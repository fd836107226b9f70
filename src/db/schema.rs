use serde::{Deserialize, Serialize};
use surrealdb::{RecordId, sql::Datetime};

use crate::enrollment::{Course, EnrolledUserRow, KeyedRow};
use crate::types::{ApiKeyHash, ApiKeyPrefix, CourseId, UserId};

/// Context level the host platform uses for course contexts.
pub const COURSE_CONTEXT_LEVEL: i64 = 50;

/// Row shape of a course lookup (`record::id(id) AS course_id`).
#[derive(Debug, Clone, Deserialize)]
pub struct CourseRow {
    pub course_id: i64,
    pub fullname: String,
    pub shortname: String,
}

impl From<CourseRow> for Course {
    fn from(row: CourseRow) -> Self {
        Self {
            id: CourseId::new(row.course_id),
            fullname: row.fullname,
            shortname: row.shortname,
        }
    }
}

/// Row shape of the enrolled-user fetch.
#[derive(Debug, Clone, Deserialize)]
pub struct UserRow {
    pub user_id: i64,
    pub firstname: String,
    pub lastname: String,
    pub email: String,
    pub username: String,
}

impl From<UserRow> for EnrolledUserRow {
    fn from(row: UserRow) -> Self {
        Self {
            id: UserId::new(row.user_id),
            firstname: row.firstname,
            lastname: row.lastname,
            email: row.email,
            username: row.username,
        }
    }
}

/// Row shape shared by every batch fetch keyed by user id.
#[derive(Debug, Clone, Deserialize)]
pub struct UserKeyedRow {
    pub user_id: i64,
    pub payload: String,
}

impl From<UserKeyedRow> for KeyedRow {
    fn from(row: UserKeyedRow) -> Self {
        Self {
            user_id: UserId::new(row.user_id),
            payload: row.payload,
        }
    }
}

/// Row shape of `SELECT count() AS total ... GROUP ALL`.
#[derive(Debug, Clone, Deserialize)]
pub struct CountRow {
    pub total: u64,
}

/// Persisted API key record for database-backed authentication.
#[derive(Debug, Clone, Serialize, Deserialize)]
pub struct ApiKeyRecord {
    /// Database identifier
    pub id: RecordId,
    /// SHA-256 hash of the full API key (never store raw keys)
    pub key_hash: ApiKeyHash,
    /// First part of the key for display/identification (e.g., "cr_abc12345")
    pub key_prefix: ApiKeyPrefix,
    /// Human-readable name for this key
    pub name: Option<String>,
    /// Whether the key is active (can be revoked)
    pub is_active: bool,
    /// Optional expiration time
    pub expires_at: Option<Datetime>,
    /// Capabilities granted to callers presenting this key
    pub scopes: Option<Vec<String>>,
    /// When the key was created
    pub created_at: Option<Datetime>,
    /// Last time the key was used for authentication
    pub last_used_at: Option<Datetime>,
    /// Computed at lookup time: `expires_at` lies in the past
    #[serde(default)]
    pub is_expired: bool,
}

/// Payload for creating a new API key.
#[derive(Debug, Clone, Serialize, Deserialize)]
pub struct ApiKeyCreate {
    /// SHA-256 hash of the full API key
    pub key_hash: ApiKeyHash,
    /// First part of the key for display/identification
    pub key_prefix: ApiKeyPrefix,
    /// Human-readable name for this key
    pub name: Option<String>,
    /// Optional expiration time
    pub expires_at: Option<Datetime>,
    /// Capabilities granted to callers presenting this key
    pub scopes: Option<Vec<String>>,
}
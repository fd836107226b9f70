//! Error taxonomy for enrollment queries.

use std::fmt;

use crate::types::Capability;

/// Errors surfaced by the enrollment query service.
///
/// Any error aborts the call; no partial results are returned.
#[derive(Debug, Clone, PartialEq, Eq)]
pub enum ServiceError {
    /// A referenced entity (course or its context) does not exist.
    NotFound {
        /// Entity kind, e.g. "course".
        entity: &'static str,
        /// The identifier that failed to resolve.
        id: i64,
    },
    /// The caller lacks the capability required for the operation.
    Authorization {
        /// Capability that was required.
        capability: Capability,
    },
    /// Malformed input parameters.
    Validation(String),
    /// The backing store failed.
    Store(String),
}

impl ServiceError {
    /// Shorthand for a missing course.
    pub fn course_not_found(id: i64) -> Self {
        Self::NotFound { entity: "course", id }
    }

    /// Shorthand for a course without a course-level context.
    pub fn context_not_found(course_id: i64) -> Self {
        Self::NotFound {
            entity: "course context",
            id: course_id,
        }
    }

    /// Wrap a store failure.
    pub fn store(err: impl fmt::Display) -> Self {
        Self::Store(err.to_string())
    }

    /// Machine-readable error kind used by the RPC surfaces.
    pub fn kind(&self) -> &'static str {
        match self {
            Self::NotFound { .. } => "not_found",
            Self::Authorization { .. } => "authorization",
            Self::Validation(_) => "validation",
            Self::Store(_) => "store",
        }
    }
}

impl fmt::Display for ServiceError {
    fn fmt(&self, f: &mut fmt::Formatter<'_>) -> fmt::Result {
        match self {
            Self::NotFound { entity, id } => write!(f, "{} not found: {}", entity, id),
            Self::Authorization { capability } => {
                write!(f, "Missing required capability: {}", capability)
            }
            Self::Validation(msg) => write!(f, "Invalid parameter: {}", msg),
            Self::Store(msg) => write!(f, "Store error: {}", msg),
        }
    }
}

impl std::error::Error for ServiceError {}

#[cfg(test)]
mod tests {
    use super::*;

    #[test]
    fn test_service_error_display() {
        assert_eq!(
            ServiceError::course_not_found(42).to_string(),
            "course not found: 42"
        );
        assert_eq!(
            ServiceError::Authorization {
                capability: Capability::new("course:view")
            }
            .to_string(),
            "Missing required capability: course:view"
        );
        assert_eq!(
            ServiceError::Validation("course_id must be an integer".to_string()).to_string(),
            "Invalid parameter: course_id must be an integer"
        );
    }

    #[test]
    fn test_service_error_kind() {
        assert_eq!(ServiceError::context_not_found(1).kind(), "not_found");
        assert_eq!(ServiceError::store("boom").kind(), "store");
    }
}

→ **Exercise aim**
Output every entry again, exactly as given.

→ **Written reply**
repository fd836107226b9f70
filename src/db/schema.rs
use serde::{Deserialize, Serialize};
use surrealdb::{RecordId, sql::Datetime};

use crate::enrollment::{Course, EnrolledUserRow, KeyedRow};
use crate::types::{ApiKeyHash, ApiKeyPrefix, CourseId, UserId};

/// Context level the host platform uses for course contexts.
pub const COURSE_CONTEXT_LEVEL: i64 = 50;

/// Row shape of a course lookup (`record::id(id) AS course_id`).
#[derive(Debug, Clone, Deserialize)]
pub struct CourseRow {
    pub course_id: i64,
    pub fullname: String,
    pub shortname: String,
}

impl From<CourseRow> for Course {
    fn from(row: CourseRow) -> Self {
        Self {
            id: CourseId::new(row.course_id),
            fullname: row.fullname,
            shortname: row.shortname,
        }
    }
}

/// Row shape of the enrolled-user fetch.
#[derive(Debug, Clone, Deserialize)]
pub struct UserRow {
    pub user_id: i64,
    pub firstname: String,
    pub lastname: String,
    pub email: String,
    pub username: String,
}

impl From<UserRow> for EnrolledUserRow {
    fn from(row: UserRow) -> Self {
        Self {
            id: UserId::new(row.user_id),
            firstname: row.firstname,
            lastname: row.lastname,
            email: row.email,
            username: row.username,
        }
    }
}

/// Row shape shared by every batch fetch keyed by user id.
#[derive(Debug, Clone, Deserialize)]
pub struct UserKeyedRow {
    pub user_id: i64,
    pub payload: String,
}

impl From<UserKeyedRow> for KeyedRow {
    fn from(row: UserKeyedRow) -> Self {
        Self {
            user_id: UserId::new(row.user_id),
            payload: row.payload,
        }
    }
}

/// Row shape of `SELECT count() AS total ... GROUP ALL`.
#[derive(Debug, Clone, Deserialize)]
pub struct CountRow {
    pub total: u64,
}

/// Persisted API key record for database-backed authentication.
#[derive(Debug, Clone, Serialize, Deserialize)]
pub struct ApiKeyRecord {
    /// Database identifier
    pub id: RecordId,
    /// SHA-256 hash of the full API key (never store raw keys)
    pub key_hash: ApiKeyHash,
    /// First part of the key for display/identification (e.g., "cr_abc12345")
    pub key_prefix: ApiKeyPrefix,
    /// Human-readable name for this key
    pub name: Option<String>,
    /// Whether the key is active (can be revoked)
    pub is_active: bool,
    /// Optional expiration time
    pub expires_at: Option<Datetime>,
    /// Capabilities granted to callers presenting this key
    pub scopes: Option<Vec<String>>,
    /// When the key was created
    pub created_at: Option<Datetime>,
    /// Last time the key was used for authentication
    pub last_used_at: Option<Datetime>,
    /// Computed at lookup time: `expires_at` lies in the past
    #[serde(default)]
    pub is_expired: bool,
}

/// Payload for creating a new API key.
#[derive(Debug, Clone, Serialize, Deserialize)]
pub struct ApiKeyCreate {
    /// SHA-256 hash of the full API key
    pub key_hash: ApiKeyHash,
    /// First part of the key for display/identification
    pub key_prefix: ApiKeyPrefix,
    /// Human-readable name for this key
    pub name: Option<String>,
    /// Optional expiration time
    pub expires_at: Option<Datetime>,
    /// Capabilities granted to callers presenting this key
    pub scopes: Option<Vec<String>>,
}
repository fd836107226b9f70
//! Error taxonomy for enrollment queries.

use std::fmt;

use crate::types::Capability;

/// Errors surfaced by the enrollment query service.
///
/// Any error aborts the call; no partial results are returned.
#[derive(Debug, Clone, PartialEq, Eq)]
pub enum ServiceError {
    /// A referenced entity (course or its context) does not exist.
    NotFound {
        /// Entity kind, e.g. "course".
        entity: &'static str,
        /// The identifier that failed to resolve.
        id: i64,
    },
    /// The caller lacks the capability required for the operation.
    Authorization {
        /// Capability that was required.
        capability: Capability,
    },
    /// Malformed input parameters.
    Validation(String),
    /// The backing store failed.
    Store(String),
}

impl ServiceError {
    /// Shorthand for a missing course.
    pub fn course_not_found(id: i64) -> Self {
        Self::NotFound { entity: "course", id }
    }

    /// Shorthand for a course without a course-level context.
    pub fn context_not_found(course_id: i64) -> Self {
        Self::NotFound {
            entity: "course context",
            id: course_id,
        }
    }

    /// Wrap a store failure.
    pub fn store(err: impl fmt::Display) -> Self {
        Self::Store(err.to_string())
    }

    /// Machine-readable error kind used by the RPC surfaces.
    pub fn kind(&self) -> &'static str {
        match self {
            Self::NotFound { .. } => "not_found",
            Self::Authorization { .. } => "authorization",
            Self::Validation(_) => "validation",
            Self::Store(_) => "store",
        }
    }
}

impl fmt::Display for ServiceError {
    fn fmt(&self, f: &mut fmt::Formatter<'_>) -> fmt::Result {
        match self {
            Self::NotFound { entity, id } => write!(f, "{} not found: {}", entity, id),
            Self::Authorization { capability } => {
                write!(f, "Missing required capability: {}", capability)
            }
            Self::Validation(msg) => write!(f, "Invalid parameter: {}", msg),
            Self::Store(msg) => write!(f, "Store error: {}", msg),
        }
    }
}

impl std::error::Error for ServiceError {}

#[cfg(test)]
mod tests {
    use super::*;

    #[test]
    fn test_service_error_display() {
        assert_eq!(
            ServiceError::course_not_found(42).to_string(),
            "course not found: 42"
        );
        assert_eq!(
            ServiceError::Authorization {
                capability: Capability::new("course:view")
            }
            .to_string(),
            "Missing required capability: course:view"
        );
        assert_eq!(
            ServiceError::Validation("course_id must be an integer".to_string()).to_string(),
            "Invalid parameter: course_id must be an integer"
        );
    }

    #[test]
    fn test_service_error_kind() {
        assert_eq!(ServiceError::context_not_found(1).kind(), "not_found");
        assert_eq!(ServiceError::store("boom").kind(), "store");
    }
}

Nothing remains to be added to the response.